With that question in mind, Bugiardini and colleagues (in the latest issue of European Heart Journal) reviewed the Canadian Registry of ACS I and II. These were databases of patient information culled from thousands of individuals presenting with heart attacks or heart attack symptoms to hospitals across Canada. Information collected included basic demographics, clinical findings, procedures the patients’ underwent, and medications at discharge. The investigators examined the use of evidence-based medications at discharge in women versus men.

In general, women fared worse than men, a previously described finding. Except for agents like aspirin, women were significantly less likely to receive several beneficial medication classes. This primarily was because women were older, developed congestive heart failure more frequently, and were less likely to undergo a catheterization procedure. The investigators hypothesize that these factors may have caused physicians to be less aggressive for fear of worsening their outcomes. Additionally, they may have felt there was not enough evidence to support certain medications in older, sicker, or “lower risk” patients. Doctors appeared more aggressive with women undergoing (or having undergone) bypass surgery, but even then there was inconsistency.

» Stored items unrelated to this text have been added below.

//! Dense least-squares solve for the pressure system.
//!
//! The flow-conservation matrix is rank deficient by construction (pressures
//! are only defined up to a global offset), so an LU solve would reject it.
//! The SVD pseudo-inverse returns the minimum-norm solution instead, which is
//! the exact solution whenever the matrix is regular.

use nalgebra::{DMatrix, DVector, SVD};

use crate::error::{PhysarumError, Result};

/// Solve `A x = b` in the least-squares sense.
///
/// Singular values below `max(sigma) * n * f64::EPSILON` are treated as zero.
/// Singular or rank-deficient `A` is not an error; only mismatched
/// dimensions, non-finite input and a non-converging decomposition are.
pub fn solve_least_squares(a: &DMatrix<f64>, b: &DVector<f64>) -> Result<DVector<f64>> {
    if a.nrows() != a.ncols() {
        return Err(PhysarumError::DimensionMismatch {
            expected: a.nrows(),
            actual: a.ncols(),
        });
    }
    if a.nrows() != b.len() {
        return Err(PhysarumError::DimensionMismatch {
            expected: a.nrows(),
            actual: b.len(),
        });
    }

    let n = a.nrows();
    if n == 0 {
        return Ok(DVector::zeros(0));
    }

    if !a.iter().chain(b.iter()).all(|v| v.is_finite()) {
        return Err(PhysarumError::numeric("system contains non-finite coefficients"));
    }

    let svd = SVD::try_new(a.clone(), true, true, f64::EPSILON, 0)
        .ok_or_else(|| PhysarumError::numeric("singular value decomposition did not converge"))?;

    let sigma_max = svd.singular_values.iter().copied().fold(0.0_f64, f64::max);
    let tolerance = sigma_max * n as f64 * f64::EPSILON;

    let x = svd.solve(b, tolerance).map_err(PhysarumError::numeric)?;

    if x.iter().all(|v| v.is_finite()) {
        Ok(x)
    } else {
        Err(PhysarumError::numeric("solution contains non-finite values"))
    }
}

#[cfg(test)]
mod tests {
    use super::*;
    use approx::assert_relative_eq;
    use nalgebra::{dmatrix, dvector};

    #[test]
    fn test_solve_regular() {
        // 2x + y = 5
        // x + 3y = 6
        let a = dmatrix![2.0, 1.0; 1.0, 3.0];
        let b = dvector![5.0, 6.0];

        let x = solve_least_squares(&a, &b).unwrap();

        assert_relative_eq!(x[0], 1.8, epsilon = 1e-10);
        assert_relative_eq!(x[1], 1.4, epsilon = 1e-10);
    }

    #[test]
    fn test_singular_gives_minimum_norm() {
        // Pure offset ambiguity: x0 - x1 = 1 (twice, with opposite signs)
        let a = dmatrix![1.0, -1.0; -1.0, 1.0];
        let b = dvector![1.0, -1.0];

        let x = solve_least_squares(&a, &b).unwrap();

        assert_relative_eq!(x[0] - x[1], 1.0, epsilon = 1e-10);
        assert_relative_eq!(x[0] + x[1], 0.0, epsilon = 1e-10);
    }

    #[test]
    fn test_inconsistent_gives_best_fit() {
        let a = dmatrix![1.0, 2.0; 2.0, 4.0];
        let b = dvector![1.0, 0.0];

        let x = solve_least_squares(&a, &b).unwrap();
        let residual = &a * &x - &b;

        // Best fit of x0 + 2 x1 against 1 and 0/2 is 0.2
        assert_relative_eq!(x[0] + 2.0 * x[1], 0.2, epsilon = 1e-10);
        assert!(residual.norm() < 1.0);
    }

    #[test]
    fn test_zero_matrix() {
        let a = DMatrix::zeros(3, 3);
        let b = dvector![1.0, 0.0, -1.0];
        let x = solve_least_squares(&a, &b).unwrap();
        assert_eq!(x, DVector::zeros(3));
    }

    #[test]
    fn test_dimension_mismatch() {
        let a = dmatrix![1.0, 2.0; 3.0, 4.0];
        let b = dvector![1.0, 2.0, 3.0];
        let result = solve_least_squares(&a, &b);
        assert!(matches!(result, Err(PhysarumError::DimensionMismatch { .. })));

        let a = DMatrix::zeros(2, 3);
        let b = dvector![1.0, 2.0];
        let result = solve_least_squares(&a, &b);
        assert!(matches!(result, Err(PhysarumError::DimensionMismatch { .. })));
    }

    #[test]
    fn test_non_finite_input() {
        let a = dmatrix![f64::NAN, 0.0; 0.0, 1.0];
        let b = dvector![1.0, 1.0];
        let result = solve_least_squares(&a, &b);
        assert!(matches!(result, Err(PhysarumError::NumericFailure { .. })));
    }
}
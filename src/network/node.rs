//! Network vertices.

use super::types::{NodeId, NodeRole};

/// A junction in the network holding a role and the current pressure.
#[derive(Debug, Clone)]
pub struct Node {
    id: NodeId,
    name: Option<String>,
    role: NodeRole,
    pressure: f64,
}

impl Node {
    /// Create a normal node with zero pressure.
    pub fn new(id: usize) -> Self {
        Self::with_role(id, NodeRole::Normal)
    }

    /// Create a node with the given role.
    pub fn with_role(id: usize, role: NodeRole) -> Self {
        Self {
            id: NodeId(id),
            name: None,
            role,
            pressure: 0.0,
        }
    }

    /// Create a source node.
    pub fn source(id: usize) -> Self {
        Self::with_role(id, NodeRole::Source)
    }

    /// Create a sink node.
    pub fn sink(id: usize) -> Self {
        Self::with_role(id, NodeRole::Sink)
    }

    pub fn id(&self) -> NodeId {
        self.id
    }

    /// Display name; falls back to `Node{id}` when unset or empty.
    pub fn name(&self) -> String {
        match self.name.as_deref() {
            Some(name) if !name.is_empty() => name.to_string(),
            _ => format!("Node{}", self.id),
        }
    }

    pub fn set_name(&mut self, name: impl Into<String>) {
        self.name = Some(name.into());
    }

    pub fn role(&self) -> NodeRole {
        self.role
    }

    pub fn set_role(&mut self, role: NodeRole) {
        self.role = role;
    }

    pub fn is_source(&self) -> bool {
        self.role == NodeRole::Source
    }

    pub fn is_sink(&self) -> bool {
        self.role == NodeRole::Sink
    }

    /// Mark or unmark the node as a source. Unmarking makes it normal.
    pub fn set_source(&mut self, source: bool) {
        self.role = if source { NodeRole::Source } else { NodeRole::Normal };
    }

    /// Mark or unmark the node as a sink. Unmarking makes it normal.
    pub fn set_sink(&mut self, sink: bool) {
        self.role = if sink { NodeRole::Sink } else { NodeRole::Normal };
    }

    pub fn pressure(&self) -> f64 {
        self.pressure
    }

    pub fn set_pressure(&mut self, pressure: f64) {
        self.pressure = pressure;
    }

    /// One-line description used in topology snapshots.
    pub fn description(&self) -> String {
        format!(
            "Node: id = {}\tpressure = {}\t{}",
            self.id, self.pressure, self.role
        )
    }
}

#[cfg(test)]
mod tests {
    use super::*;

    #[test]
    fn test_default_name() {
        let mut node = Node::new(7);
        assert_eq!(node.name(), "Node7");

        node.set_name("");
        assert_eq!(node.name(), "Node7");

        node.set_name("entrance");
        assert_eq!(node.name(), "entrance");
    }

    #[test]
    fn test_roles_are_exclusive() {
        let mut node = Node::new(0);
        assert_eq!(node.role(), NodeRole::Normal);

        node.set_source(true);
        assert!(node.is_source());
        assert!(!node.is_sink());

        node.set_sink(true);
        assert!(node.is_sink());
        assert!(!node.is_source());

        node.set_sink(false);
        assert_eq!(node.role(), NodeRole::Normal);
    }
}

The study was limited by the data available in the registries. The investigators could only analyze medications at discharge and not subsequent treatment. There were no data on which patients could not receive certain drugs due to other conditions or allergies. And patterns of treatment change as time goes on: the database covered the years 1999 to 2001, the beginning of a period of intense improvement in treating heart disease and women with heart disease. Thus, it may not be reflective of current trends. However, Bugiardini and colleagues remind us that while a woman’s heart may be unique, it should not be left to its plight without the very best care available.

 

REFERENCES:

Bugiardini  R, Yan AT, Yan RT, et al. Factors influencing underutilization of evidence-based therapies in women. European Heart Journal. 2011; 32:1337-1344.

Cardiovascular Disease Prevalence and Mortality (http://cfpub.epa.gov/eroe/index.cfm?fuseaction=detail.viewInd&lv=list.listbyalpha&r=235292&subtop=381)

Heberden W. Some account of a disorder of the breast. Medical Transactions 2, 59-67 (1772) London: Royal College of Physicians.

Kim ESH, Menon V. Status of women in cardiovascular clinical trials. Arteriosclerosis, Thrombosis, and Vascular Biology. 2009; 29: 279-283

Johnson BD, Shaw LJ, Pepine CJ, et al. Persistent chest pain predicts cardiovascular events in women without obstructive coronary artery disease: results from the NIH-NHLBI-sponsored Women’s Ischaemia Syndrome Evaluation (WISE) study. Eur Heart J 2006; 27: 1408-1415.